Penyerapan Tenaga Kerja di Garut Sangat Minim

0
162 views
Arif Rahman.

Esay/Fotografer : John Doddy Hidayat

Garut News ( Senin, 02/10 – 2017 ).

Arif Rahman.

Penyerapan maupun daya serap tenaga kerja di Kabupaten Garut, Jawa Barat, selama ini sangat minim. Terbukti dari 19.472 pencara kerja atau penganggur yang resmi tercatat sejak Januari hingga akhir September 2017, yang bisa terserap lapangan pekerjaan hanya 1.966 tenaga kerja termasuk 27 penyandang disabilitas.

Mereka itu, 242 pekerja di antaranya didominasi lulusan “Sekolah Dasar” (SD) bekerja di luar negeri sebagai penata laksana rumah tangga, serta lulusan SMP dan SMA di Korea Selatan sebagai pekerja pada bidang manufaktur.

Kepala Seksi Penempatan Kerja pada “Dinas Tenaga Kerja dan Transmigrasi” (Disnakertrans) kabupaten setempat Arif Rahman katakan, keseluruhan para pencari kerja tersebut, terdiri lulusan SD, SMP, SMA/SMK, Diploma, dan S1.

Lowongan Kerja di Garut

Sehingga terdapat pula pencari kerja yang merencanakan bakal mengikuti seleksi CPNS/ calon “Aparatur Sipil Negara” (ASN), serta berkeinginan bekerja di pabrik-pabrik, ungkapnya kepada Garut News di ruang kerjanya, Senin (01/10-2017).

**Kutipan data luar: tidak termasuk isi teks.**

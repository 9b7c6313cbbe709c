//! Successor spawning for recurring tasks.
//!
//! Reacts to a task's transition to completed. The next occurrence is
//! anchored on the task's original due date when it has one (the series stays
//! aligned to its calendar schedule regardless of when the user actually
//! completed it), falling back to the completion timestamp for tasks without
//! a due date. A UNIQUE-keyed spawn ledger makes retried completion
//! notifications spawn exactly one successor.

use std::sync::Arc;

use chrono::{DateTime, Utc};
use sha2::{Digest, Sha256};
use tracing::{debug, info};

use crate::error::Result;
use crate::events::publisher::SharedPublisher;
use crate::events::{Event, TOPIC_TASK_EVENTS};
use crate::recurrence::{next_occurrence, series_complete};
use crate::storage::{fmt_ts, NewTask, Storage, TaskRow};

pub struct RecurringTaskCoordinator {
    storage: Arc<Storage>,
    publisher: SharedPublisher,
}

impl RecurringTaskCoordinator {
    pub fn new(storage: Arc<Storage>, publisher: SharedPublisher) -> Self {
        Self { storage, publisher }
    }

    /// Handle a task that just transitioned to completed. Returns the spawned
    /// successor, or `None` when the task is not recurring, its series has
    /// ended, or this occurrence was already spawned.
    ///
    /// `completed_at` is the timestamp stamped by the completion hook — the
    /// anchor fallback is explicit, never an implicit clock read here.
    pub async fn on_task_completed(
        &self,
        task: &TaskRow,
        completed_at: DateTime<Utc>,
    ) -> Result<Option<TaskRow>> {
        let Some(rule) = task.rule() else {
            return Ok(None);
        };
        if !rule.enabled {
            debug!(task_id = %task.id, "recurrence rule disabled — no successor");
            return Ok(None);
        }

        let anchor = task.due_date_utc().unwrap_or(completed_at);
        let next_date = next_occurrence(anchor, &rule)?;

        let series_id = task.series_key().to_string();
        let spawned_so_far = self.storage.spawn_count(&series_id).await?;
        if series_complete(&rule, spawned_so_far, next_date) {
            info!(
                task_id = %task.id,
                series_id = %series_id,
                spawned = spawned_so_far,
                "recurring series reached its end condition — no successor"
            );
            return Ok(None);
        }

        // Same title, priority, tags, and rule; fresh completion state.
        let successor = NewTask {
            user_id: task.user_id.clone(),
            title: task.title.clone(),
            description: task.description.clone(),
            priority: task.priority.clone(),
            tags: task.tags_vec(),
            due_date: Some(next_date),
            recurrence_rule: Some(rule),
            series_id: Some(series_id.clone()),
        };

        let key = spawn_key(&task.id, next_date);
        let Some(spawned) = self
            .storage
            .create_spawned_task(&key, &series_id, &task.id, next_date, &successor)
            .await?
        else {
            debug!(task_id = %task.id, key = %key, "occurrence already spawned — skipping");
            return Ok(None);
        };

        info!(
            task_id = %task.id,
            spawned_task_id = %spawned.id,
            next_date = %fmt_ts(next_date),
            "spawned recurring successor"
        );

        // Store write committed; event is best-effort.
        let event =
            Event::recurring_task_generated(&spawned.id, &spawned.user_id, &fmt_ts(next_date));
        self.publisher.publish(TOPIC_TASK_EVENTS, &event).await;

        Ok(Some(spawned))
    }
}

/// Idempotency key for one occurrence of one task: sha256(task_id ‖ next_date).
fn spawn_key(task_id: &str, next_date: DateTime<Utc>) -> String {
    let mut hasher = Sha256::new();
    hasher.update(task_id.as_bytes());
    hasher.update(b":");
    hasher.update(fmt_ts(next_date).as_bytes());
    format!("{:x}", hasher.finalize())
}
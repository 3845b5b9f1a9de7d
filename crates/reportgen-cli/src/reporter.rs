//! Terminal output for batch runs.

use colored::Colorize;
use reportgen_core::{
    BatchConfig, BatchResults, FailedFile, GeneratedFile, ProgressCallback, ProgressEvent,
};
use std::path::Path;
use std::sync::{Arc, Mutex};

/// Verbosity level for terminal output.
#[derive(Debug, Clone, Copy, PartialEq, Eq, Default)]
pub enum Verbosity {
    /// Show only the summary line.
    Quiet,
    /// Settings header, one line per file and the summary.
    #[default]
    Normal,
    /// Normal output plus per-file statistics.
    Verbose,
}

/// Prints batch progress to stdout.
#[derive(Debug)]
pub struct TerminalReporter {
    verbosity: Verbosity,
    total_files: u32,
}

impl TerminalReporter {
    pub fn with_verbosity(verbosity: Verbosity) -> Self {
        Self {
            verbosity,
            total_files: 0,
        }
    }

    /// Handles a progress event, printing appropriate output.
    pub fn handle_progress(&mut self, event: ProgressEvent) {
        match event {
            ProgressEvent::BatchStarted { total_files, .. } => {
                self.total_files = total_files;
            }
            ProgressEvent::FileWritten(file) => {
                if self.verbosity != Verbosity::Quiet {
                    println!("{}", self.format_written(&file));
                }
                if self.verbosity == Verbosity::Verbose {
                    println!("{}", format_stats(&file).dimmed());
                }
            }
            ProgressEvent::FileFailed(failure) => {
                if self.verbosity != Verbosity::Quiet {
                    println!("{}", self.format_failed(&failure));
                }
            }
            ProgressEvent::BatchCompleted { .. } => {}
        }
    }

    /// `[  3/20] Generated: test_003.xml (10 groups)`
    fn format_written(&self, file: &GeneratedFile) -> String {
        format!(
            "{} Generated: {} ({} groups)",
            self.counter(file.file_index).dimmed(),
            file_name(&file.path).green(),
            file.groups
        )
    }

    fn format_failed(&self, failure: &FailedFile) -> String {
        format!(
            "{} {} {}: {}",
            self.counter(failure.file_index).dimmed(),
            "Failed:".red().bold(),
            file_name(&failure.path),
            failure.error
        )
    }

    fn counter(&self, file_index: u32) -> String {
        let width = self.total_files.to_string().len();
        format!("[{file_index:>width$}/{}]", self.total_files)
    }

    /// Prints the batch settings before generation starts.
    pub fn print_settings(&self, config: &BatchConfig) {
        if self.verbosity == Verbosity::Quiet {
            return;
        }
        println!("{}", format_settings(config));
        println!("{}", "━".repeat(40).dimmed());
    }

    /// Prints the summary once the batch is done.
    pub fn print_summary(&self, results: &BatchResults) {
        if self.verbosity != Verbosity::Quiet {
            println!("{}", "━".repeat(40).dimmed());
        }
        println!("{}", format_summary(results));
        if !results.failures.is_empty() {
            println!(
                "{}",
                format!("✗ {} file(s) could not be written", results.failures.len()).red()
            );
        }
    }
}

/// Creates a progress callback for use with [`reportgen_core::BatchRunner`].
pub fn create_progress_callback(verbosity: Verbosity) -> ProgressCallback {
    let reporter = Arc::new(Mutex::new(TerminalReporter::with_verbosity(verbosity)));

    Box::new(move |event| {
        if let Ok(mut r) = reporter.lock() {
            r.handle_progress(event);
        }
    })
}

fn file_name(path: &Path) -> String {
    path.file_name()
        .map(|name| name.to_string_lossy().into_owned())
        .unwrap_or_else(|| path.display().to_string())
}

fn format_settings(config: &BatchConfig) -> String {
    let groups = if config.random_groups {
        format!("1-{} (random)", config.groups)
    } else {
        config.groups.to_string()
    };
    let nesting = if config.nested {
        format!("enabled (max depth {})", config.max_depth)
    } else {
        "disabled".to_string()
    };
    let seed = config
        .seed
        .map_or_else(|| "none".to_string(), |seed| seed.to_string());

    format!(
        "{}\n  Output folder: {}\n  Files:         {}\n  Groups:        {}\n  Nesting:       {}\n  Prefix:        {}\n  Seed:          {}",
        "Generating test reports".bold(),
        config.output_dir.display(),
        config.count,
        groups,
        nesting,
        config.prefix,
        seed
    )
}

fn format_stats(file: &GeneratedFile) -> String {
    let stats = &file.stats;
    format!(
        "         {} cases ({} pass, {} fail, {} inconclusive), {} skipped, {} steps, depth {}",
        stats.cases,
        stats.passed,
        stats.failed,
        stats.inconclusive,
        stats.skipped,
        stats.steps,
        stats.nested_depth
    )
}

fn format_summary(results: &BatchResults) -> String {
    let line = format!(
        "✓ Generated {} file(s) in {} ({:.2} MB, {:.1}s)",
        results.files.len(),
        results.output_dir.display(),
        results.total_megabytes(),
        results.duration.as_secs_f64()
    );
    if results.all_written() {
        line.green().bold().to_string()
    } else {
        line.yellow().bold().to_string()
    }
}

#[cfg(test)]
mod tests {
    use super::*;
    use reportgen_core::ReportStats;
    use std::path::PathBuf;
    use std::time::Duration;

    fn plain() {
        colored::control::set_override(false);
    }

    fn generated(file_index: u32) -> GeneratedFile {
        GeneratedFile {
            path: PathBuf::from("out").join(format!("test_{file_index:03}.xml")),
            file_index,
            groups: 10,
            seed: None,
            bytes: 2048,
            stats: ReportStats::default(),
        }
    }

    #[test]
    fn test_written_line_pads_counter() {
        plain();
        let mut reporter = TerminalReporter::with_verbosity(Verbosity::Normal);
        reporter.handle_progress(ProgressEvent::BatchStarted {
            total_files: 120,
            output_dir: PathBuf::from("out"),
        });
        assert_eq!(
            reporter.format_written(&generated(3)),
            "[  3/120] Generated: test_003.xml (10 groups)"
        );
    }

    #[test]
    fn test_failed_line() {
        plain();
        let reporter = TerminalReporter {
            verbosity: Verbosity::Normal,
            total_files: 5,
        };
        let failure = FailedFile {
            path: PathBuf::from("out/test_002.xml"),
            file_index: 2,
            error: "disk full".to_string(),
        };
        assert_eq!(
            reporter.format_failed(&failure),
            "[2/5] Failed: test_002.xml: disk full"
        );
    }

    #[test]
    fn test_settings_describe_random_groups_and_seed() {
        plain();
        let config = BatchConfig {
            random_groups: true,
            groups: 30,
            nested: true,
            seed: Some(1000),
            ..BatchConfig::default()
        };
        let settings = format_settings(&config);
        assert!(settings.contains("Groups:        1-30 (random)"));
        assert!(settings.contains("Nesting:       enabled (max depth 3)"));
        assert!(settings.contains("Seed:          1000"));
    }

    #[test]
    fn test_summary_reports_size_in_megabytes() {
        plain();
        let results = BatchResults {
            output_dir: PathBuf::from("out"),
            files: vec![generated(1), generated(2)],
            failures: vec![],
            total_bytes: 1024 * 1024 + 512 * 1024,
            duration: Duration::from_millis(300),
        };
        assert_eq!(
            format_summary(&results),
            "✓ Generated 2 file(s) in out (1.50 MB, 0.3s)"
        );
    }
}
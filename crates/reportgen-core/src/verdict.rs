//! Weighted verdict sampling.
//!
//! A case draws its verdict once; every step of that case then derives its own
//! pass/fail result from the case verdict. Failing cases mostly, but not
//! always, contain failing steps. Inconclusive cases never do.

use rand::Rng;
use serde::{Deserialize, Serialize};
use std::fmt;

/// Case verdicts below this draw pass.
pub const PASS_THRESHOLD: f64 = 0.60;

/// Case verdicts below this draw (and above [`PASS_THRESHOLD`]) fail.
pub const FAIL_THRESHOLD: f64 = 0.85;

/// Probability that a step inside a failing case reports `fail`.
pub const STEP_FAIL_PROBABILITY: f64 = 0.7;

/// Aggregate outcome of a test case.
#[derive(Debug, Clone, Copy, PartialEq, Eq, Hash, Serialize, Deserialize)]
#[serde(rename_all = "lowercase")]
pub enum Verdict {
    Pass,
    Fail,
    Inconclusive,
}

impl Verdict {
    /// Maps a uniform `[0, 1)` draw onto a verdict.
    pub fn from_draw(draw: f64) -> Self {
        if draw < PASS_THRESHOLD {
            Verdict::Pass
        } else if draw < FAIL_THRESHOLD {
            Verdict::Fail
        } else {
            Verdict::Inconclusive
        }
    }

    pub fn as_str(self) -> &'static str {
        match self {
            Verdict::Pass => "pass",
            Verdict::Fail => "fail",
            Verdict::Inconclusive => "inconclusive",
        }
    }
}

impl fmt::Display for Verdict {
    fn fmt(&self, f: &mut fmt::Formatter<'_>) -> fmt::Result {
        f.write_str(self.as_str())
    }
}

/// Observed result of a single step.
#[derive(Debug, Clone, Copy, PartialEq, Eq, Hash, Serialize, Deserialize)]
#[serde(rename_all = "lowercase")]
pub enum StepResult {
    Pass,
    Fail,
}

impl StepResult {
    pub fn as_str(self) -> &'static str {
        match self {
            StepResult::Pass => "pass",
            StepResult::Fail => "fail",
        }
    }

    pub fn is_fail(self) -> bool {
        self == StepResult::Fail
    }
}

impl fmt::Display for StepResult {
    fn fmt(&self, f: &mut fmt::Formatter<'_>) -> fmt::Result {
        f.write_str(self.as_str())
    }
}

/// Draws a case verdict: 60% pass, 25% fail, 15% inconclusive.
pub fn sample_verdict<R: Rng>(rng: &mut R) -> Verdict {
    Verdict::from_draw(rng.r#gen::<f64>())
}

/// Draws a step result conditioned on its case verdict.
///
/// Only failing cases consume a draw from `rng`.
pub fn sample_step_result<R: Rng>(rng: &mut R, verdict: Verdict) -> StepResult {
    match verdict {
        Verdict::Fail if rng.r#gen::<f64>() < STEP_FAIL_PROBABILITY => StepResult::Fail,
        Verdict::Pass | Verdict::Fail | Verdict::Inconclusive => StepResult::Pass,
    }
}

#[cfg(test)]
mod tests {
    use super::*;
    use rand::SeedableRng;
    use rand::rngs::StdRng;

    #[test]
    fn test_from_draw_boundaries() {
        assert_eq!(Verdict::from_draw(0.0), Verdict::Pass);
        assert_eq!(Verdict::from_draw(0.5999), Verdict::Pass);
        assert_eq!(Verdict::from_draw(0.60), Verdict::Fail);
        assert_eq!(Verdict::from_draw(0.8499), Verdict::Fail);
        assert_eq!(Verdict::from_draw(0.85), Verdict::Inconclusive);
        assert_eq!(Verdict::from_draw(0.9999), Verdict::Inconclusive);
    }

    #[test]
    fn test_verdict_distribution() {
        let mut rng = StdRng::seed_from_u64(2024);
        let total = 100_000;
        let (mut pass, mut fail, mut inconclusive) = (0usize, 0usize, 0usize);
        for _ in 0..total {
            match sample_verdict(&mut rng) {
                Verdict::Pass => pass += 1,
                Verdict::Fail => fail += 1,
                Verdict::Inconclusive => inconclusive += 1,
            }
        }
        let ratio = |n: usize| n as f64 / total as f64;
        assert!((ratio(pass) - 0.60).abs() < 0.02, "pass ratio {}", ratio(pass));
        assert!((ratio(fail) - 0.25).abs() < 0.02, "fail ratio {}", ratio(fail));
        assert!(
            (ratio(inconclusive) - 0.15).abs() < 0.02,
            "inconclusive ratio {}",
            ratio(inconclusive)
        );
    }

    #[test]
    fn test_pass_case_never_has_failing_step() {
        let mut rng = StdRng::seed_from_u64(1);
        for _ in 0..10_000 {
            assert_eq!(sample_step_result(&mut rng, Verdict::Pass), StepResult::Pass);
        }
    }

    // Inconclusive cases currently carry no failing steps at all. This pins the
    // existing behavior until the intended semantics are settled.
    #[test]
    fn test_inconclusive_case_never_has_failing_step() {
        let mut rng = StdRng::seed_from_u64(2);
        for _ in 0..10_000 {
            assert_eq!(
                sample_step_result(&mut rng, Verdict::Inconclusive),
                StepResult::Pass
            );
        }
    }

    #[test]
    fn test_fail_case_mostly_fails_steps() {
        let mut rng = StdRng::seed_from_u64(3);
        let total = 20_000;
        let failed = (0..total)
            .filter(|_| sample_step_result(&mut rng, Verdict::Fail).is_fail())
            .count();
        let ratio = failed as f64 / total as f64;
        assert!((ratio - STEP_FAIL_PROBABILITY).abs() < 0.02, "ratio {ratio}");
    }

    #[test]
    fn test_only_failing_cases_consume_draws() {
        let mut a = StdRng::seed_from_u64(9);
        let mut b = StdRng::seed_from_u64(9);
        sample_step_result(&mut a, Verdict::Pass);
        sample_step_result(&mut a, Verdict::Inconclusive);
        assert_eq!(a.r#gen::<u64>(), b.r#gen::<u64>());
    }

    #[test]
    fn test_display_matches_attribute_values() {
        assert_eq!(Verdict::Inconclusive.to_string(), "inconclusive");
        assert_eq!(StepResult::Fail.to_string(), "fail");
    }
}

Masih terdapatnya 17.406 pencari kerja yang masih belum mendapatkan pekerjaan ini, ada kemungkinan telah bekerja namun tak melaporkannya ke Disnakertrans, atau mereka bekerja pada sektor non formal antara lain sebagai pedagang, dan menekuni profesi lainnya.

Bahkan hingga akhir September 2017 ini, terdapat 528 pencari kerja termasuk penyandang disabilitas yang telah, dan sedang menjalani pelatihan ragam keterampilan pada “Balai Latihan Kerja” (BLK) Kabupaten Garut, katanya.

Para Pencari Kerja.

Dijelaskan Arif Rahman, selama periode sama tahun sebelumnya (2016) terdapat 17.707 pencari kerja, yang hingga akhir Desember 2016 terserap 2.550 tenaga kerja.

Namun dari 15.157 pencari kerja yang belum terserap lapangan kerja selama 2016 silam tersebut, bukan berarti mereka menjadi pencari kerja pada 2017 ini.

“Bisa saja banyak yang berhasil mendapatkan pekerjaan, namun tak melaporkannya ke Disnakertrans,” katanya pula.

Dikemukakan Arif Rahman, pada tahun 2017 ini pun institusinya menyelenggarakan lanjutan sosialisasi tahun sebelumnya, mengenai masalah ketenagakerjaan pada lima wilayah kecamatan, serta empat sekolah.

Antara lain dimaksudkan, agar para pencari kerja bisa menempuh prosedural yang benar sesuai ketentuan, terutama jika berkeinginan hendak bekerja di luar negeri, imbuhnya.